Depuis une dizaine de jours, le Moyen-Orient est touché par une vague de froid d’une rare intensité. Et si dans certaines villes on s’amuse de voir tomber la neige pour la première fois, à Gaza, la pénurie d’électricité et de carburant rend les intempéries invivables pour la population.
Alors qu’il neigeait en Cisjordanie, la bande de Gaza s’est retrouvée noyée par des pluies diluviennes la semaine dernière. Plus de 400 familles ont été victimes des intempéries, selon les autorités locales.
Si la pluie a cessé, les températures restent basses pour la région. Or, depuis que la centrale électrique de Gaza a été bombardée en 2006 par l’aviation israélienne, les dommages n’ont jamais été réparés et la structure fonctionne au ralenti. La centrale est par ailleurs sous alimentée en carburant depuis que l’autorité palestinienne de Cisjordanie, en conflit avec le Hamas qui contrôle Gaza, a cessé progressivement de financer l’approvisionnement en carburant israélien.

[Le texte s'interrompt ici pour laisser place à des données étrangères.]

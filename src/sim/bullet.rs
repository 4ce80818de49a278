//! Projectiles
//!
//! A bullet is a moving box with damage and a pierce budget. It lives until it
//! leaves the screen (plus margin) or runs out of pierce.

use glam::Vec2;
use serde::{Deserialize, Serialize};

use super::geom::Rect;
use crate::consts::*;
use crate::{aim_velocity, direction_deg};

/// Who fired the bullet
#[derive(Debug, Clone, Copy, PartialEq, Eq, Serialize, Deserialize)]
pub enum BulletOwner {
    Player,
    Enemy,
}

/// A projectile entity
#[derive(Debug, Clone, PartialEq, Serialize, Deserialize)]
pub struct Bullet {
    pub pos: Vec2,
    pub vel: Vec2,
    pub size: Vec2,
    pub owner: BulletOwner,
    pub damage: i32,
    /// Remaining hits before the bullet is spent
    pub pierce_count: i32,
    /// Charge level (0 for normal shots and enemy bullets)
    pub charge_level: u8,
    pub active: bool,
}

impl Bullet {
    /// Normal or charged player shot travelling right
    pub fn player_shot(pos: Vec2, charge_level: u8) -> Self {
        Self::player_shot_angled(pos, charge_level, 0.0)
    }

    /// Player shot rotated `angle_deg` off the horizontal (positive = down)
    pub fn player_shot_angled(pos: Vec2, charge_level: u8, angle_deg: f32) -> Self {
        let level = (charge_level as usize).min(3);
        let scale = CHARGE_SIZE[level];
        Self {
            pos,
            vel: direction_deg(angle_deg) * BULLET_SPEED,
            size: Vec2::new(BULLET_WIDTH * scale, BULLET_HEIGHT * scale),
            owner: BulletOwner::Player,
            damage: CHARGE_DAMAGE[level],
            pierce_count: CHARGE_PIERCE[level],
            charge_level: level as u8,
            active: true,
        }
    }

    /// Enemy bullet with an explicit velocity
    pub fn enemy_shot(pos: Vec2, vel: Vec2) -> Self {
        Self {
            pos,
            vel,
            size: Vec2::splat(ENEMY_BULLET_SIZE),
            owner: BulletOwner::Enemy,
            damage: 1,
            pierce_count: 1,
            charge_level: 0,
            active: true,
        }
    }

    /// Enemy bullet travelling left, rotated by `angle_deg` (positive = down)
    pub fn enemy_shot_angled(pos: Vec2, angle_deg: f32) -> Self {
        Self::enemy_shot(pos, direction_deg(180.0 - angle_deg) * ENEMY_BULLET_SPEED)
    }

    pub fn rect(&self) -> Rect {
        Rect {
            pos: self.pos,
            size: self.size,
        }
    }

    pub fn is_player(&self) -> bool {
        self.owner == BulletOwner::Player
    }

    /// Advance one tick; deactivates once outside the screen by more than the margin
    pub fn update(&mut self) {
        if !self.active {
            return;
        }
        self.pos += self.vel;

        let out_x = self.pos.x > SCREEN_WIDTH + OFFSCREEN_MARGIN || self.pos.x < -OFFSCREEN_MARGIN;
        let out_y = self.pos.y > SCREEN_HEIGHT + OFFSCREEN_MARGIN || self.pos.y < -OFFSCREEN_MARGIN;
        if out_x || out_y {
            self.active = false;
        }
    }

    /// Register a hit. Spends one pierce; the bullet dies when none remain.
    pub fn hit(&mut self) {
        self.pierce_count -= 1;
        if self.pierce_count <= 0 {
            self.active = false;
        }
    }
}

/// Enemy bullet from `source` aimed at `target` at `speed`.
///
/// Source and target are bullet-centre points; the returned bullet is
/// positioned so its centre sits on `source`.
pub fn create_aimed_bullet(source: Vec2, target: Vec2, speed: f32) -> Bullet {
    let vel = aim_velocity(source, target, speed);
    let half = Vec2::splat(ENEMY_BULLET_SIZE / 2.0);
    Bullet::enemy_shot(source - half, vel)
}
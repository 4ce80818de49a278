//! Audio collaborator
//!
//! Procedurally generated sound effects - no external files needed! Each
//! effect is a short list of oscillator tones. On the web they are played
//! through the Web Audio API; elsewhere (or when the context cannot be
//! created) the manager runs silent and every call is a no-op.

use thiserror::Error;

use crate::settings::Settings;
use crate::sim::GameEvent;

/// Sound effect types
#[derive(Debug, Clone, Copy, PartialEq, Eq)]
pub enum SoundEffect {
    PlayerShoot,
    ChargeStart,
    /// Charge shot released (level 1-3)
    ChargeRelease(u8),
    ForceToggle,
    ForceAbsorb,
    Explosion,
    EnemyShoot,
    PowerUp,
    PlayerHit,
    GameOver,
    WaveChange,
}

/// Oscillator shape
#[derive(Debug, Clone, Copy, PartialEq, Eq)]
pub enum Waveform {
    Sine,
    Square,
    Sawtooth,
    Triangle,
}

/// One oscillator voice: a pitch sweep under a decaying gain envelope
#[derive(Debug, Clone, Copy, PartialEq)]
pub struct Tone {
    pub waveform: Waveform,
    pub start_hz: f32,
    pub end_hz: f32,
    /// Seconds
    pub duration: f64,
    pub gain: f32,
}

const fn tone(waveform: Waveform, start_hz: f32, end_hz: f32, duration: f64, gain: f32) -> Tone {
    Tone {
        waveform,
        start_hz,
        end_hz,
        duration,
        gain,
    }
}

use Waveform::*;

const PLAYER_SHOOT: &[Tone] = &[tone(Sine, 600.0, 600.0, 0.05, 0.4)];
const CHARGE_START: &[Tone] = &[tone(Sine, 150.0, 150.0, 0.05, 0.3)];
const CHARGE_RELEASE: [&[Tone]; 3] = [
    &[tone(Sine, 400.0, 400.0, 0.15, 0.5)],
    &[tone(Sine, 500.0, 500.0, 0.15, 0.6)],
    &[tone(Sine, 700.0, 700.0, 0.20, 0.7)],
];
const FORCE_TOGGLE: &[Tone] = &[tone(Square, 800.0, 800.0, 0.03, 0.3)];
const FORCE_ABSORB: &[Tone] = &[tone(Sine, 1200.0, 1200.0, 0.05, 0.25)];
// Low rumble plus a short high crack
const EXPLOSION: &[Tone] = &[
    tone(Sawtooth, 100.0, 30.0, 0.3, 0.5),
    tone(Square, 1500.0, 1500.0, 0.1, 0.2),
];
const ENEMY_SHOOT: &[Tone] = &[tone(Sine, 300.0, 300.0, 0.04, 0.2)];
const POWER_UP: &[Tone] = &[tone(Sine, 440.0, 880.0, 0.2, 0.5)];
const PLAYER_HIT: &[Tone] = &[
    tone(Sawtooth, 200.0, 60.0, 0.2, 0.4),
    tone(Triangle, 120.0, 120.0, 0.2, 0.2),
];
const GAME_OVER: &[Tone] = &[tone(Sine, 880.0, 220.0, 0.5, 0.5)];
// Two-tone alert
const WAVE_CHANGE: &[Tone] = &[
    tone(Sine, 500.0, 500.0, 0.15, 0.2),
    tone(Sine, 600.0, 600.0, 0.15, 0.2),
];

impl SoundEffect {
    pub fn tones(self) -> &'static [Tone] {
        match self {
            SoundEffect::PlayerShoot => PLAYER_SHOOT,
            SoundEffect::ChargeStart => CHARGE_START,
            SoundEffect::ChargeRelease(level) => {
                CHARGE_RELEASE[(level.clamp(1, 3) - 1) as usize]
            }
            SoundEffect::ForceToggle => FORCE_TOGGLE,
            SoundEffect::ForceAbsorb => FORCE_ABSORB,
            SoundEffect::Explosion => EXPLOSION,
            SoundEffect::EnemyShoot => ENEMY_SHOOT,
            SoundEffect::PowerUp => POWER_UP,
            SoundEffect::PlayerHit => PLAYER_HIT,
            SoundEffect::GameOver => GAME_OVER,
            SoundEffect::WaveChange => WAVE_CHANGE,
        }
    }
}

/// Audio initialization failures. Never fatal: the manager goes silent.
#[derive(Debug, Error)]
pub enum AudioInitError {
    #[error("audio disabled in settings")]
    Disabled,
    #[error("no audio output on this platform")]
    NoOutput,
    #[error("failed to create audio context: {0}")]
    Context(String),
}

/// Something that can turn a sound effect into noise
pub trait AudioBackend {
    fn play(&mut self, effect: SoundEffect, volume: f32);
}

/// Backend used in silent mode
#[derive(Debug, Default)]
pub struct NullBackend;

impl AudioBackend for NullBackend {
    fn play(&mut self, _effect: SoundEffect, _volume: f32) {}
}

#[cfg(target_arch = "wasm32")]
pub use web::WebAudioBackend;

#[cfg(target_arch = "wasm32")]
mod web {
    use super::{AudioBackend, AudioInitError, SoundEffect, Tone, Waveform};
    use web_sys::{AudioContext, AudioContextState, GainNode, OscillatorNode, OscillatorType};

    /// Web Audio oscillators
    pub struct WebAudioBackend {
        ctx: AudioContext,
    }

    impl WebAudioBackend {
        pub fn new() -> Result<Self, AudioInitError> {
            let ctx = AudioContext::new().map_err(|e| AudioInitError::Context(format!("{:?}", e)))?;
            Ok(Self { ctx })
        }

        /// Create an oscillator with gain envelope
        fn create_osc(&self, freq: f32, osc_type: OscillatorType) -> Option<(OscillatorNode, GainNode)> {
            let osc = self.ctx.create_oscillator().ok()?;
            let gain = self.ctx.create_gain().ok()?;

            osc.set_type(osc_type);
            osc.frequency().set_value(freq);
            osc.connect_with_audio_node(&gain).ok()?;
            gain.connect_with_audio_node(&self.ctx.destination()).ok()?;

            Some((osc, gain))
        }

        fn play_tone(&self, tone: &Tone, vol: f32) {
            let osc_type = match tone.waveform {
                Waveform::Sine => OscillatorType::Sine,
                Waveform::Square => OscillatorType::Square,
                Waveform::Sawtooth => OscillatorType::Sawtooth,
                Waveform::Triangle => OscillatorType::Triangle,
            };
            let Some((osc, gain)) = self.create_osc(tone.start_hz, osc_type) else {
                return;
            };
            let t = self.ctx.current_time();
            let end = t + tone.duration;

            gain.gain().set_value_at_time(vol * tone.gain, t).ok();
            gain.gain().exponential_ramp_to_value_at_time(0.01, end).ok();
            if tone.end_hz != tone.start_hz {
                osc.frequency().set_value_at_time(tone.start_hz, t).ok();
                osc.frequency()
                    .exponential_ramp_to_value_at_time(tone.end_hz, end)
                    .ok();
            }

            osc.start().ok();
            osc.stop_with_when(end + 0.05).ok();
        }
    }

    impl AudioBackend for WebAudioBackend {
        fn play(&mut self, effect: SoundEffect, volume: f32) {
            // Browsers keep the context suspended until a user gesture
            if self.ctx.state() == AudioContextState::Suspended {
                let _ = self.ctx.resume();
            }
            for tone in effect.tones() {
                self.play_tone(tone, volume);
            }
        }
    }
}

/// Platform default output
fn open_backend() -> Result<Box<dyn AudioBackend>, AudioInitError> {
    #[cfg(target_arch = "wasm32")]
    {
        Ok(Box::new(WebAudioBackend::new()?))
    }
    #[cfg(not(target_arch = "wasm32"))]
    {
        Err(AudioInitError::NoOutput)
    }
}

/// Sound trigger front end used by the frame loop.
///
/// All `play_*` calls are safe whether or not audio is available.
pub struct SoundManager {
    backend: Box<dyn AudioBackend>,
    enabled: bool,
    muted: bool,
    master_volume: f32,
}

impl SoundManager {
    /// Open the platform backend, falling back to silent mode on failure
    pub fn new(settings: &Settings) -> Self {
        let opened = if settings.audio_enabled {
            open_backend()
        } else {
            Err(AudioInitError::Disabled)
        };
        let mut manager = match opened {
            Ok(backend) => Self::with_backend(backend),
            Err(e) => {
                log::warn!("sound system unavailable ({}), running silent", e);
                Self::silent()
            }
        };
        manager.muted = settings.muted;
        manager.set_volume(settings.master_volume);
        manager
    }

    pub fn with_backend(backend: Box<dyn AudioBackend>) -> Self {
        Self {
            backend,
            enabled: true,
            muted: false,
            master_volume: 0.7,
        }
    }

    pub fn silent() -> Self {
        Self {
            enabled: false,
            ..Self::with_backend(Box::new(NullBackend))
        }
    }

    pub fn is_enabled(&self) -> bool {
        self.enabled
    }

    pub fn is_muted(&self) -> bool {
        self.muted
    }

    pub fn volume(&self) -> f32 {
        self.master_volume
    }

    /// Set master volume (0.0 - 1.0)
    pub fn set_volume(&mut self, volume: f32) {
        self.master_volume = volume.clamp(0.0, 1.0);
    }

    /// Returns the new mute state
    pub fn toggle_mute(&mut self) -> bool {
        self.muted = !self.muted;
        log::info!("sound {}", if self.muted { "muted" } else { "unmuted" });
        self.muted
    }

    pub fn play(&mut self, effect: SoundEffect) {
        if !self.enabled || self.muted || self.master_volume <= 0.0 {
            return;
        }
        self.backend.play(effect, self.master_volume);
    }

    pub fn play_player_shoot(&mut self) {
        self.play(SoundEffect::PlayerShoot);
    }

    pub fn play_charge_start(&mut self) {
        self.play(SoundEffect::ChargeStart);
    }

    pub fn play_charge_release(&mut self, level: u8) {
        self.play(SoundEffect::ChargeRelease(level.clamp(1, 3)));
    }

    pub fn play_force_toggle(&mut self) {
        self.play(SoundEffect::ForceToggle);
    }

    pub fn play_force_absorb(&mut self) {
        self.play(SoundEffect::ForceAbsorb);
    }

    pub fn play_explosion(&mut self) {
        self.play(SoundEffect::Explosion);
    }

    pub fn play_enemy_shoot(&mut self) {
        self.play(SoundEffect::EnemyShoot);
    }

    pub fn play_powerup(&mut self) {
        self.play(SoundEffect::PowerUp);
    }

    pub fn play_player_hit(&mut self) {
        self.play(SoundEffect::PlayerHit);
    }

    pub fn play_game_over(&mut self) {
        self.play(SoundEffect::GameOver);
    }

    pub fn play_wave_change(&mut self) {
        self.play(SoundEffect::WaveChange);
    }

    /// Translate one simulation event into its sound cue(s)
    pub fn handle_event(&mut self, event: &GameEvent) {
        match *event {
            GameEvent::PlayerShot => self.play_player_shoot(),
            GameEvent::ChargeStarted => self.play_charge_start(),
            GameEvent::ChargeReleased { level } => self.play_charge_release(level),
            GameEvent::ForceToggled | GameEvent::WeaponToggled => self.play_force_toggle(),
            GameEvent::ForceAbsorbed => self.play_force_absorb(),
            GameEvent::EnemyShot => self.play_enemy_shoot(),
            GameEvent::EnemyDestroyed { .. } => self.play_explosion(),
            GameEvent::BossDefeated { .. } | GameEvent::WaveChanged { .. } => {
                self.play_wave_change()
            }
            GameEvent::BossSpawned { .. } => self.play_wave_change(),
            GameEvent::PowerUpCollected { .. } => self.play_powerup(),
            GameEvent::PlayerHit => self.play_player_hit(),
            GameEvent::GameOver => self.play_game_over(),
            GameEvent::ForceAcquired { .. } | GameEvent::Restarted => {}
        }
    }
}
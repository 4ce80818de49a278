//! Platform abstraction layer
//!
//! Handles frontend differences for:
//! - Input snapshots (held keys + toggle presses)

pub mod input;

pub use input::{InputSnapshot, Key};
//! Pickups dropped by destroyed enemies

use glam::Vec2;
use rand::Rng;
use rand::seq::IndexedRandom;
use serde::{Deserialize, Serialize};

use super::geom::Rect;
use crate::consts::*;

/// Power-up types
#[derive(Debug, Clone, Copy, PartialEq, Eq, Serialize, Deserialize)]
pub enum PowerUpKind {
    Force,
    Speed,
    Power,
    ThreeWay,
}

impl PowerUpKind {
    pub const ALL: [PowerUpKind; 4] = [
        PowerUpKind::Force,
        PowerUpKind::Speed,
        PowerUpKind::Power,
        PowerUpKind::ThreeWay,
    ];

    pub fn label(&self) -> &'static str {
        match self {
            PowerUpKind::Force => "FORCE",
            PowerUpKind::Speed => "SPEED",
            PowerUpKind::Power => "POWER",
            PowerUpKind::ThreeWay => "3WAY",
        }
    }
}

/// A pickup drifting left across the screen
#[derive(Debug, Clone, Serialize, Deserialize)]
pub struct PowerUp {
    pub kind: PowerUpKind,
    pub pos: Vec2,
    pub active: bool,
}

impl PowerUp {
    pub fn new(kind: PowerUpKind, pos: Vec2) -> Self {
        Self {
            kind,
            pos,
            active: true,
        }
    }

    pub fn rect(&self) -> Rect {
        Rect {
            pos: self.pos,
            size: Vec2::splat(POWERUP_SIZE),
        }
    }

    pub fn update(&mut self) {
        if !self.active {
            return;
        }
        self.pos.x -= POWERUP_SPEED;
        if self.pos.x < -POWERUP_SIZE {
            self.active = false;
        }
    }
}

/// Drop table: a fixed chance of a pickup, uniform over the four kinds
pub fn roll_drop(pos: Vec2, rng: &mut impl Rng) -> Option<PowerUp> {
    if !rng.random_bool(POWERUP_DROP_CHANCE) {
        return None;
    }
    PowerUpKind::ALL
        .choose(rng)
        .map(|&kind| PowerUp::new(kind, pos))
}
fn main() {
    // Only the firmware build needs the ESP-IDF environment; host builds
    // (unit tests) skip it.
    if std::env::var("CARGO_CFG_TARGET_OS").as_deref() == Ok("espidf") {
        embuild::espidf::sysenv::output();
    }
}
// TiltWatch — Hardware Collaborators
//
// The alarm logic talks to the board only through these traits. The ESP-IDF
// implementations live in `esp`; tests supply in-memory fakes.

pub mod indicator;
pub mod servo;

#[cfg(target_os = "espidf")]
pub mod esp;

use std::thread;
use std::time::Duration;

/// A digital input sampled once per cycle. `true` = logic HIGH.
pub trait LevelInput {
    fn level(&self) -> bool;
}

/// A single on/off lamp.
pub trait Lamp {
    fn switch(&mut self, on: bool) -> anyhow::Result<()>;
}

/// A PWM channel running at the servo carrier frequency.
pub trait PulseOutput {
    /// Duty value corresponding to a 100 % duty cycle.
    fn max_duty(&self) -> u32;
    fn set_duty(&mut self, duty: u32) -> anyhow::Result<()>;
}

/// Blocking wait used for the servo settle time.
pub trait Delay {
    fn delay_ms(&mut self, ms: u32);
}

/// Sleeps the calling thread (a FreeRTOS task on target).
#[derive(Debug, Default, Clone, Copy)]
pub struct ThreadDelay;

impl Delay for ThreadDelay {
    fn delay_ms(&mut self, ms: u32) {
        thread::sleep(Duration::from_millis(u64::from(ms)));
    }
}
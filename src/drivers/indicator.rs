// TiltWatch — Indicator Lamps
//
// Three GPIO-driven lamps; exactly one is lit at a time.

use crate::drivers::Lamp;
use crate::events::Severity;

pub struct IndicatorDriver<L: Lamp> {
    red: L,
    yellow: L,
    green: L,
}

impl<L: Lamp> IndicatorDriver<L> {
    pub fn new(red: L, yellow: L, green: L) -> Self {
        Self { red, yellow, green }
    }

    /// Switch all lamps off, then light the one for `level`.
    pub fn set(&mut self, level: Severity) -> anyhow::Result<()> {
        self.red.switch(false)?;
        self.yellow.switch(false)?;
        self.green.switch(false)?;
        match level {
            Severity::Danger => self.red.switch(true),
            Severity::Risk   => self.yellow.switch(true),
            Severity::Safe   => self.green.switch(true),
        }
    }
}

Enfin, l’Égypte a elle aussi revu à la baisse en février 2013 ses exportations de carburant vers Gaza, après avoir accusé le Hamas de le revendre plus cher à des particuliers.
Dans ces conditions, la vie quotidienne de Mohamed Shehada, étudiant en journalisme à Gaza, est rythmée par l’accès à l’électricité, aussi rare que soudain.
"Il y a quelques jours, le Qatar a envoyé par bateau du carburant pour la centrale électrique. Du coup, la plupart des quartiers ont de l’électricité 8 heures par jour maintenant, contre seulement 4 heures, au meilleur des cas, la semaine dernière. Mais nous ne savons jamais à quelle heure l’électricité arrive, cela peut être à 15 heures comme à 1 heure du matin ! En plus, l’alimentation n’est pas forcément continue et même ces 8 heures quotidiennes peuvent être réparties sur différents moments de la journée.
Nous profitons de l’électricité quand elle est là pour nous chauffer et nous essayons aussi d’en stocker grâce à un système d’alimentation sans interruption (UPS). Nous chargeons les batteries tant que l’électricité est disponible puis ce point de stockage se transforme à son tour en générateur. Cela nous permet de prolonger un moment l’électricité, l’accès à la télévision ou à Internet mais le débit n’est pas assez puissant pour nous permettre de chauffer la maison."
"Les familles se chauffent en brûlant de vieux meubles"
Sans électricité ni carburant, le seul moyen qui reste aux Gazaouis pour se chauffer est de brûler du bois. Mais là aussi, tous les habitants ne sont pas logés à la même enseigne selon Rany, 26 ans, lecteur à l’université al-Aqsa à Gaza :
"Le prix du bois a doublé cet hiver pour atteindre 2 shekels le kilo [40 centimes d’euro]. C’est beaucoup, compte tenu du niveau de vie des habitants dans la bande de Gaza. Du coup, les familles de classe moyenne ou celles qui ont un revenu modeste se chauffent en brûlant de vieux meubles, des portes cassées, etc.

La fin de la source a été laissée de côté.